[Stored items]
┌──
use axum::{
    Extension, Json,
    extract::{Path, State},
    http::StatusCode,
    response::IntoResponse,
};
use chrono::Utc;
use tracing::debug;
use uuid::Uuid;

use pulse_db::format_ts;
use pulse_db::models::FeedbackRow;
use pulse_insights::validation::validate_email;
use pulse_types::api::{Claims, FeedbackPage, NewFeedback};
use pulse_types::events::GatewayEvent;
use pulse_types::models::Feedback;
use pulse_types::query::FeedbackQuery;

use crate::auth::{AppState, current_user};
use crate::error::{ApiError, blocking};

pub async fn create_feedback(
    State(state): State<AppState>,
    Extension(claims): Extension<Claims>,
    Json(req): Json<NewFeedback>,
) -> Result<impl IntoResponse, ApiError> {
    let sender_email = req.sender_email.trim().to_string();
    validate_email(&sender_email)
        .map_err(|_| ApiError::validation("sender_email", "Enter a valid sender email"))?;
    if let Some(rating) = req.average_rating {
        if !(0.0..=5.0).contains(&rating) {
            return Err(ApiError::validation("average_rating", "Rating must be between 0 and 5"));
        }
    }

    let owner = current_user(&state, &claims).await?;
    let row = FeedbackRow {
        id: Uuid::new_v4().to_string(),
        user_id: owner.id,
        username: owner.username,
        sender_email,
        sender_name: req.sender_name,
        subject: req.subject,
        raw_json: serde_json::to_string(&req.raw_json).map_err(anyhow::Error::from)?,
        average_rating: req.average_rating,
        summary: req.summary,
        processed_at: None,
        received_at: format_ts(req.received_at.unwrap_or_else(Utc::now)),
    };

    let db = state.clone();
    let insert = row.clone();
    blocking(move || db.db.insert_feedback(&insert)).await?;

    let feedback = row.into_feedback();
    state.dispatcher.broadcast(GatewayEvent::FeedbackCreate {
        owner_id: claims.sub,
        feedback: feedback.clone(),
    });

    Ok((StatusCode::CREATED, Json(feedback)))
}

/// Filtered, sorted, paged read. Owner scoping is added here, never taken
/// from the descriptor.
pub async fn query_feedbacks(
    State(state): State<AppState>,
    Extension(claims): Extension<Claims>,
    Json(query): Json<FeedbackQuery>,
) -> Result<Json<FeedbackPage>, ApiError> {
    let db = state.clone();
    let owner = claims.sub.to_string();
    let (rows, count) = blocking(move || db.db.query_feedbacks(&owner, &query)).await?;

    debug!("{} read {} feedback rows", claims.username, rows.len());

    Ok(Json(FeedbackPage {
        rows: rows.into_iter().map(FeedbackRow::into_feedback).collect(),
        count,
    }))
}

pub async fn mark_processed(
    State(state): State<AppState>,
    Extension(claims): Extension<Claims>,
    Path(id): Path<Uuid>,
) -> Result<Json<Feedback>, ApiError> {
    let db = state.clone();
    let owner = claims.sub.to_string();
    let row = blocking(move || db.db.mark_processed(&owner, &id.to_string(), Utc::now()))
        .await?
        .ok_or(ApiError::NotFound)?;
    Ok(Json(row.into_feedback()))
}

pub async fn delete_feedback(
    State(state): State<AppState>,
    Extension(claims): Extension<Claims>,
    Path(id): Path<Uuid>,
) -> Result<StatusCode, ApiError> {
    let db = state.clone();
    let owner = claims.sub.to_string();
    let deleted = blocking(move || db.db.delete_feedback(&owner, &id.to_string())).await?;
    if !deleted {
        return Err(ApiError::NotFound);
    }
    Ok(StatusCode::NO_CONTENT)
}
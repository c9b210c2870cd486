use std::collections::VecDeque;
use std::sync::Arc;

use chrono::{DateTime, Utc};
use serde::{Deserialize, Serialize};
use tokio::sync::{RwLock, mpsc};
use tracing::{debug, info};
use uuid::Uuid;

use pulse_types::events::GatewayEvent;

/// Only the most recent notifications are kept.
pub const MAX_NOTIFICATIONS: usize = 10;

/// Feedback rated below this is flagged high priority.
pub const LOW_RATING_ALERT: f64 = 3.0;

#[derive(Debug, Clone, Copy, PartialEq, Eq, Serialize, Deserialize)]
#[serde(rename_all = "snake_case")]
pub enum NotificationKind {
    Feedback,
    Issue,
    Team,
    System,
}

#[derive(Debug, Clone, Copy, PartialEq, Eq, PartialOrd, Ord, Serialize, Deserialize)]
#[serde(rename_all = "snake_case")]
pub enum Priority {
    Low,
    Medium,
    High,
}

#[derive(Debug, Clone, PartialEq, Serialize, Deserialize)]
pub struct Notification {
    pub id: Uuid,
    pub kind: NotificationKind,
    pub priority: Priority,
    pub title: String,
    pub message: String,
    pub created_at: DateTime<Utc>,
    pub read: bool,
}

impl Notification {
    fn new(kind: NotificationKind, priority: Priority, title: &str, message: String, now: DateTime<Utc>) -> Self {
        Self {
            id: Uuid::new_v4(),
            kind,
            priority,
            title: title.to_string(),
            message,
            created_at: now,
            read: false,
        }
    }

    /// Map a change-feed event to a notification. Events that are not row
    /// inserts (e.g. `Ready`) produce nothing.
    pub fn from_event(event: &GatewayEvent, now: DateTime<Utc>) -> Option<Self> {
        match event {
            GatewayEvent::FeedbackCreate { feedback, .. } => {
                let priority = match feedback.average_rating {
                    Some(rating) if rating < LOW_RATING_ALERT => Priority::High,
                    _ => Priority::Medium,
                };
                let from = feedback.sender_name.as_deref().unwrap_or(&feedback.sender_email);
                let message = match &feedback.subject {
                    Some(subject) => format!("{from}: {subject}"),
                    None => format!("New message from {from}"),
                };
                Some(Self::new(NotificationKind::Feedback, priority, "New feedback", message, now))
            }
            GatewayEvent::IssueCreate { issue, .. } => Some(Self::new(
                NotificationKind::Issue,
                Priority::High,
                "New issue",
                issue.issue_title.clone(),
                now,
            )),
            GatewayEvent::MemberJoin { user } => Some(Self::new(
                NotificationKind::Team,
                Priority::Low,
                "New team member",
                format!("{} joined the team", user.username),
                now,
            )),
            GatewayEvent::Ready { .. } => None,
        }
    }
}

/// Session-lifetime notification list, newest first. Nothing is persisted.
#[derive(Debug, Clone, Default, Serialize, Deserialize)]
pub struct NotificationCenter {
    items: VecDeque<Notification>,
}

impl NotificationCenter {
    pub fn new() -> Self {
        Self::default()
    }

    pub fn push(&mut self, notification: Notification) -> Uuid {
        let id = notification.id;
        self.items.push_front(notification);
        self.items.truncate(MAX_NOTIFICATIONS);
        id
    }

    pub fn push_system(&mut self, title: &str, message: impl Into<String>, priority: Priority, now: DateTime<Utc>) -> Uuid {
        self.push(Notification::new(NotificationKind::System, priority, title, message.into(), now))
    }

    pub fn apply_event(&mut self, event: &GatewayEvent, now: DateTime<Utc>) -> Option<Uuid> {
        Notification::from_event(event, now).map(|n| self.push(n))
    }

    /// unread → read. Returns true only on an actual transition.
    pub fn mark_read(&mut self, id: Uuid) -> bool {
        match self.items.iter_mut().find(|n| n.id == id) {
            Some(n) if !n.read => {
                n.read = true;
                true
            }
            _ => false,
        }
    }

    /// Returns how many notifications changed; a second call returns 0.
    pub fn mark_all_read(&mut self) -> usize {
        let mut changed = 0;
        for n in self.items.iter_mut().filter(|n| !n.read) {
            n.read = true;
            changed += 1;
        }
        changed
    }

    pub fn unread_count(&self) -> usize {
        self.items.iter().filter(|n| !n.read).count()
    }

    pub fn get(&self, id: Uuid) -> Option<&Notification> {
        self.items.iter().find(|n| n.id == id)
    }

    pub fn iter(&self) -> impl Iterator<Item = &Notification> {
        self.items.iter()
    }

    pub fn len(&self) -> usize {
        self.items.len()
    }

    pub fn is_empty(&self) -> bool {
        self.items.is_empty()
    }
}

/// Single consumer for the change feed. Runs until every sender is dropped.
pub async fn run_bridge(mut rx: mpsc::Receiver<GatewayEvent>, center: Arc<RwLock<NotificationCenter>>) {
    while let Some(event) = rx.recv().await {
        let id = center.write().await.apply_event(&event, Utc::now());
        if let Some(id) = id {
            debug!("Notification {} queued", id);
        }
    }
    info!("Notification bridge stopped: change feed closed");
}
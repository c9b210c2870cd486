use chrono::{DateTime, Utc};
use uuid::Uuid;

use pulse_types::models::Issue;

use crate::aggregate::{IssueFrequency, top_issues};

/// The local effect of one optimistic change, kept so it can be undone on
/// its own without touching changes made after it.
#[derive(Debug, Clone)]
enum Change {
    Add { temp_id: Uuid },
    Rename { id: Uuid, previous: String, applied: String },
    Remove { index: usize, issue: Issue },
}

/// An applied-but-unconfirmed change. Hand it back to `commit` once the
/// store accepts the write, or to `rollback` if it was rejected.
#[derive(Debug, Clone)]
#[must_use = "an optimistic change must be committed or rolled back"]
pub struct PendingMutation {
    change: Change,
}

impl PendingMutation {
    /// Placeholder id of an optimistic insert, for matching the server row.
    pub fn temp_id(&self) -> Option<Uuid> {
        match self.change {
            Change::Add { temp_id } => Some(temp_id),
            _ => None,
        }
    }
}

/// Issue list for the tracking screen, with optimistic local edits.
#[derive(Debug, Clone, Default)]
pub struct IssueBoard {
    issues: Vec<Issue>,
}

impl IssueBoard {
    /// `issues` newest first, as the store lists them.
    pub fn new(issues: Vec<Issue>) -> Self {
        Self { issues }
    }

    pub fn issues(&self) -> &[Issue] {
        &self.issues
    }

    pub fn replace_all(&mut self, issues: Vec<Issue>) {
        self.issues = issues;
    }

    pub fn top(&self, n: usize) -> Vec<IssueFrequency> {
        top_issues(&self.issues, n)
    }

    pub fn add(&mut self, username: &str, title: &str, now: DateTime<Utc>) -> PendingMutation {
        let temp_id = Uuid::new_v4();
        self.issues.insert(
            0,
            Issue {
                id: temp_id,
                username: username.to_string(),
                issue_title: title.to_string(),
                created_at: now,
            },
        );
        PendingMutation { change: Change::Add { temp_id } }
    }

    pub fn rename(&mut self, id: Uuid, title: &str) -> Option<PendingMutation> {
        let issue = self.issues.iter_mut().find(|i| i.id == id)?;
        let previous = std::mem::replace(&mut issue.issue_title, title.to_string());
        Some(PendingMutation {
            change: Change::Rename { id, previous, applied: title.to_string() },
        })
    }

    pub fn remove(&mut self, id: Uuid) -> Option<PendingMutation> {
        let index = self.issues.iter().position(|i| i.id == id)?;
        let issue = self.issues.remove(index);
        Some(PendingMutation { change: Change::Remove { index, issue } })
    }

    /// Reconcile with what the store returned for the write.
    pub fn commit(&mut self, pending: PendingMutation, stored: Option<Issue>) {
        let Some(stored) = stored else { return };
        let target = match pending.change {
            Change::Add { temp_id } => temp_id,
            Change::Rename { id, .. } => id,
            Change::Remove { .. } => return,
        };
        if let Some(slot) = self.issues.iter_mut().find(|i| i.id == target) {
            *slot = stored;
        }
    }

    /// Undo this change only. Changes applied after it, committed or not,
    /// are left alone: a newer title is not overwritten and a row that is
    /// already back is not duplicated.
    pub fn rollback(&mut self, pending: PendingMutation) {
        match pending.change {
            Change::Add { temp_id } => self.issues.retain(|i| i.id != temp_id),
            Change::Rename { id, previous, applied } => {
                let current = self.issues.iter_mut().find(|i| i.id == id && i.issue_title == applied);
                if let Some(issue) = current {
                    issue.issue_title = previous;
                }
            }
            Change::Remove { index, issue } => {
                if !self.issues.iter().any(|i| i.id == issue.id) {
                    let index = index.min(self.issues.len());
                    self.issues.insert(index, issue);
                }
            }
        }
    }
}

#[cfg(test)]
mod tests {
    use super::*;

    fn issue(title: &str) -> Issue {
        Issue {
            id: Uuid::new_v4(),
            username: "dana".into(),
            issue_title: title.into(),
            created_at: Utc::now(),
        }
    }

    #[test]
    fn test_add_commit_swaps_in_server_row() {
        let mut board = IssueBoard::new(vec![issue("Crash")]);
        let pending = board.add("dana", "Login", Utc::now());
        assert_eq!(board.issues()[0].issue_title, "Login");

        let stored = issue("Login");
        let stored_id = stored.id;
        board.commit(pending, Some(stored));
        assert_eq!(board.issues()[0].id, stored_id);
        assert_eq!(board.issues().len(), 2);
    }

    #[test]
    fn test_rejected_changes_roll_back() {
        let original = vec![issue("Crash"), issue("Login")];
        let mut board = IssueBoard::new(original.clone());

        let pending = board.remove(original[0].id).unwrap();
        assert_eq!(board.issues().len(), 1);
        board.rollback(pending);
        assert_eq!(board.issues(), original.as_slice());

        let pending = board.rename(original[1].id, "Sign-in").unwrap();
        assert_eq!(board.issues()[1].issue_title, "Sign-in");
        board.rollback(pending);
        assert_eq!(board.issues(), original.as_slice());

        assert!(board.remove(Uuid::new_v4()).is_none());
    }

    #[test]
    fn test_overlapping_rollback_keeps_later_changes() {
        let mut board = IssueBoard::new(vec![issue("Crash")]);
        let first = board.add("dana", "Login", Utc::now());
        let second = board.add("dana", "Billing", Utc::now());

        let stored = issue("Billing");
        let stored_id = stored.id;
        board.commit(second, Some(stored));
        board.rollback(first);

        let titles: Vec<&str> = board.issues().iter().map(|i| i.issue_title.as_str()).collect();
        assert_eq!(titles, vec!["Billing", "Crash"]);
        assert_eq!(board.issues()[0].id, stored_id);
    }

    #[test]
    fn test_rollback_leaves_newer_rename_and_removal() {
        let original = vec![issue("Crash"), issue("Login"), issue("Billing")];
        let mut board = IssueBoard::new(original.clone());

        let older = board.rename(original[1].id, "Sign-in").unwrap();
        let newer = board.rename(original[1].id, "Auth").unwrap();
        board.commit(newer, None);
        board.rollback(older);
        assert_eq!(board.issues()[1].issue_title, "Auth");

        let removal = board.remove(original[1].id).unwrap();
        let _ = board.remove(original[0].id).unwrap();
        board.rollback(removal);
        let titles: Vec<&str> = board.issues().iter().map(|i| i.issue_title.as_str()).collect();
        assert_eq!(titles, vec!["Billing", "Auth"]);
    }

    #[test]
    fn test_top_reflects_local_edits() {
        let mut board = IssueBoard::new(vec![issue("Crash")]);
        let _pending = board.add("dana", "Crash", Utc::now());
        assert_eq!(board.top(1)[0].count, 2);
    }
}
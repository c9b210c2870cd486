//! HTTP + gateway client for a Pulseboard server.
//!
//! `PulseClient` wraps the REST routes, `subscribe` opens the live feed and
//! `load_dashboard` runs the overview pipeline over freshly fetched rows.

pub mod client;
pub mod dashboard;
pub mod error;
pub mod gateway;

pub use client::PulseClient;
pub use error::ClientError;
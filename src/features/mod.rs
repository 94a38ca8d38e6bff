pub mod aggregator;
pub mod table;

pub use aggregator::{AggregationOutput, Aggregator, FeatureVector, UnresolvedName, FEATURE_NAMES};
pub use table::{FeatureTable, StateAverage};
//! CSV extract reader - turns one extract file into raw records

use crate::error::{RiskError, Result};
use crate::ingestion::{parse_date, RawRecord};
use csv::ReaderBuilder;
use serde::Serialize;
use std::borrow::Cow;
use std::collections::HashMap;
use std::fmt;
use std::fs::File;
use std::io::Read;
use std::path::Path;
use tracing::{info, warn};

const MAX_SKIP_SAMPLES: usize = 5;

/// Largest count accepted in a single cell. Also well inside the range where
/// `f64` holds integers exactly.
pub const MAX_COUNT: u64 = 1_000_000_000;

/// Which extract a file is, decided from its header row.
#[derive(Debug, Clone, Copy, PartialEq, Eq, Serialize)]
#[serde(rename_all = "snake_case")]
pub enum ExtractKind {
    /// `age_0_5, age_5_17, age_18_greater`
    Enrolment,
    /// `bio_age_5_17, bio_age_17_`
    Biometric,
    /// `demo_age_5_17, demo_age_17_`
    Demographic,
}

impl ExtractKind {
    fn count_columns(&self) -> &'static [&'static str] {
        match self {
            ExtractKind::Enrolment => &["age_0_5", "age_5_17", "age_18_greater"],
            ExtractKind::Biometric => &["bio_age_5_17", "bio_age_17_"],
            ExtractKind::Demographic => &["demo_age_5_17", "demo_age_17_"],
        }
    }

    fn detect(headers: &HashMap<String, usize>) -> Option<Self> {
        [ExtractKind::Enrolment, ExtractKind::Biometric, ExtractKind::Demographic]
            .into_iter()
            .find(|kind| kind.count_columns().iter().all(|c| headers.contains_key(*c)))
    }
}

impl fmt::Display for ExtractKind {
    fn fmt(&self, f: &mut fmt::Formatter<'_>) -> fmt::Result {
        match self {
            ExtractKind::Enrolment => write!(f, "enrolment"),
            ExtractKind::Biometric => write!(f, "biometric"),
            ExtractKind::Demographic => write!(f, "demographic"),
        }
    }
}

/// Per-file ingestion outcome.
#[derive(Debug, Clone, Serialize)]
pub struct ExtractSummary {
    pub source: String,
    pub kind: ExtractKind,
    pub rows_read: usize,
    pub rows_skipped: usize,
    /// First few skip reasons, for the report.
    pub skip_samples: Vec<String>,
}

#[derive(Debug, Clone)]
pub struct Extract {
    pub summary: ExtractSummary,
    pub records: Vec<RawRecord>,
}

/// Read an extract file from disk.
pub fn read_extract(path: &Path) -> Result<Extract> {
    let file = File::open(path).map_err(|e| {
        RiskError::Ingestion(format!("Failed to open extract {}: {}", path.display(), e))
    })?;
    read_extract_from_reader(&path.display().to_string(), file)
}

/// Read an extract from any reader; `source` names it in messages.
pub fn read_extract_from_reader<R: Read>(source: &str, reader: R) -> Result<Extract> {
    let mut rdr = ReaderBuilder::new()
        .has_headers(true)
        .flexible(true)
        .from_reader(reader);

    let headers: HashMap<String, usize> = rdr
        .headers()
        .map_err(|e| RiskError::Ingestion(format!("Failed to read CSV headers of {}: {}", source, e)))?
        .iter()
        .enumerate()
        .map(|(idx, h)| (h.trim().to_lowercase(), idx))
        .collect();

    // Step 1: work out which extract this is
    let kind = ExtractKind::detect(&headers).ok_or_else(|| {
        RiskError::Ingestion(format!(
            "{} is not an enrolment, biometric or demographic extract (headers: {:?})",
            source,
            sorted_headers(&headers)
        ))
    })?;

    let column = |name: &str| -> Result<usize> {
        headers.get(name).copied().ok_or_else(|| {
            RiskError::Ingestion(format!("{} extract {} has no '{}' column", kind, source, name))
        })
    };
    let date_col = column("date")?;
    let state_col = column("state")?;
    let district_col = column("district")?;
    let pincode_col = headers.get("pincode").copied();
    let count_cols: Vec<usize> = kind
        .count_columns()
        .iter()
        .map(|c| column(*c))
        .collect::<Result<_>>()?;

    // Step 2: parse rows, skipping the ones that cannot be trusted
    let mut records = Vec::new();
    let mut rows_read = 0usize;
    let mut skip_samples = Vec::new();
    let mut rows_skipped = 0usize;

    for (line, result) in rdr.byte_records().enumerate() {
        rows_read += 1;

        // Non-UTF-8 cells (Latin-1 exports) are decoded lossily; only a
        // broken reader aborts the file.
        let parsed = match result {
            Ok(row) => {
                let cells: Vec<Cow<str>> = row.iter().map(String::from_utf8_lossy).collect();
                let cell = |idx: usize| cells.get(idx).map(|c| c.trim()).unwrap_or("");
                parse_row(
                    kind,
                    cell(date_col),
                    cell(state_col),
                    cell(district_col),
                    pincode_col.map(cell),
                    &count_cols.iter().map(|&idx| cell(idx)).collect::<Vec<_>>(),
                )
            }
            Err(e) if matches!(e.kind(), csv::ErrorKind::Io(_)) => return Err(e.into()),
            Err(e) => Err(format!("malformed record: {}", e)),
        };

        match parsed {
            Ok(record) => records.push(record),
            Err(reason) => {
                rows_skipped += 1;
                if skip_samples.len() < MAX_SKIP_SAMPLES {
                    // line 1 is the header
                    skip_samples.push(format!("line {}: {}", line + 2, reason));
                }
            }
        }
    }

    if rows_skipped > 0 {
        warn!("Skipped {} of {} rows in {} extract {}", rows_skipped, rows_read, kind, source);
    }
    info!("Read {} {} records from {}", records.len(), kind, source);

    Ok(Extract {
        summary: ExtractSummary {
            source: source.to_string(),
            kind,
            rows_read,
            rows_skipped,
            skip_samples,
        },
        records,
    })
}

fn parse_row(
    kind: ExtractKind,
    date: &str,
    state: &str,
    district: &str,
    pincode: Option<&str>,
    counts: &[&str],
) -> std::result::Result<RawRecord, String> {
    let date = parse_date(date).ok_or_else(|| format!("unparseable date '{}'", date))?;

    let mut values = Vec::with_capacity(counts.len());
    for raw in counts {
        values.push(parse_count(raw)?);
    }

    let mut record = RawRecord::new(state, district, date);
    if let Some(pin) = pincode.filter(|p| !p.is_empty()) {
        record = record.with_pincode(pin);
    }

    Ok(match kind {
        ExtractKind::Enrolment => record.with_enrolment(values[0], values[1], values[2]),
        ExtractKind::Biometric => record.with_biometric(values[0], values[1]),
        ExtractKind::Demographic => record.with_demographic(values[0], values[1]),
    })
}

/// Counts may be blank (zero) or written as integral floats ("12.0"), and
/// never exceed [`MAX_COUNT`].
fn parse_count(raw: &str) -> std::result::Result<u64, String> {
    if raw.is_empty() {
        return Ok(0);
    }
    let count = match raw.parse::<u64>() {
        Ok(n) => n,
        Err(_) => match raw.parse::<f64>() {
            Ok(f) if f.is_finite() && f >= 0.0 && f.fract() == 0.0 && f <= MAX_COUNT as f64 => f as u64,
            Ok(f) if f.is_finite() && f > MAX_COUNT as f64 => {
                return Err(format!("count '{}' exceeds {}", raw, MAX_COUNT))
            }
            _ => return Err(format!("invalid count '{}'", raw)),
        },
    };
    if count > MAX_COUNT {
        return Err(format!("count '{}' exceeds {}", raw, MAX_COUNT));
    }
    Ok(count)
}

fn sorted_headers(headers: &HashMap<String, usize>) -> Vec<&str> {
    let mut names: Vec<(&str, usize)> = headers.iter().map(|(k, &v)| (k.as_str(), v)).collect();
    names.sort_by_key(|&(_, idx)| idx);
    names.into_iter().map(|(name, _)| name).collect()
}
//! Label encoder artifact

use crate::error::{RiskError, Result};
use crate::model::RiskLabel;
use serde::{Deserialize, Serialize};
use std::path::Path;

/// Maps classifier output indices back to label names.
///
/// Stored as `{"classes": ["High", "Low", "Medium"]}`.
#[derive(Debug, Clone, PartialEq, Serialize, Deserialize)]
pub struct LabelEncoder {
    pub classes: Vec<String>,
}

impl LabelEncoder {
    pub fn new(classes: Vec<String>) -> Result<Self> {
        let encoder = Self { classes };
        encoder.labels()?;
        Ok(encoder)
    }

    pub fn from_json_str(json: &str) -> Result<Self> {
        let encoder: LabelEncoder = serde_json::from_str(json)
            .map_err(|e| RiskError::ArtifactLoad(format!("label encoder is not valid JSON: {}", e)))?;
        encoder.labels()?;
        Ok(encoder)
    }

    pub fn load(path: &Path) -> Result<Self> {
        let json = std::fs::read_to_string(path).map_err(|e| {
            RiskError::ArtifactLoad(format!("cannot read label encoder {}: {}", path.display(), e))
        })?;
        Self::from_json_str(&json)
            .map_err(|e| RiskError::ArtifactLoad(format!("{}: {}", path.display(), e)))
    }

    pub fn len(&self) -> usize {
        self.classes.len()
    }

    pub fn is_empty(&self) -> bool {
        self.classes.is_empty()
    }

    pub fn inverse_transform(&self, index: usize) -> Result<&str> {
        self.classes.get(index).map(|s| s.as_str()).ok_or_else(|| {
            RiskError::Prediction(format!(
                "class index {} outside encoder with {} classes",
                index,
                self.classes.len()
            ))
        })
    }

    /// Every class parsed as a risk label; classes must be distinct.
    pub fn labels(&self) -> Result<Vec<RiskLabel>> {
        if self.classes.is_empty() {
            return Err(RiskError::ArtifactLoad("label encoder has no classes".to_string()));
        }
        let labels = self
            .classes
            .iter()
            .map(|c| c.parse::<RiskLabel>())
            .collect::<Result<Vec<_>>>()?;
        for (idx, label) in labels.iter().enumerate() {
            if labels[..idx].contains(label) {
                return Err(RiskError::ArtifactLoad(format!("label encoder repeats class {}", label)));
            }
        }
        Ok(labels)
    }
}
└──
[Task goal] The answer should hold only the lines from the start of the records above through the line containing "validate_email(&sender_email)", each set down exactly.

[Problem solution]
use axum::{
    Extension, Json,
    extract::{Path, State},
    http::StatusCode,
    response::IntoResponse,
};
use chrono::Utc;
use tracing::debug;
use uuid::Uuid;

use pulse_db::format_ts;
use pulse_db::models::FeedbackRow;
use pulse_insights::validation::validate_email;
use pulse_types::api::{Claims, FeedbackPage, NewFeedback};
use pulse_types::events::GatewayEvent;
use pulse_types::models::Feedback;
use pulse_types::query::FeedbackQuery;

use crate::auth::{AppState, current_user};
use crate::error::{ApiError, blocking};

pub async fn create_feedback(
    State(state): State<AppState>,
    Extension(claims): Extension<Claims>,
    Json(req): Json<NewFeedback>,
) -> Result<impl IntoResponse, ApiError> {
    let sender_email = req.sender_email.trim().to_string();
    validate_email(&sender_email)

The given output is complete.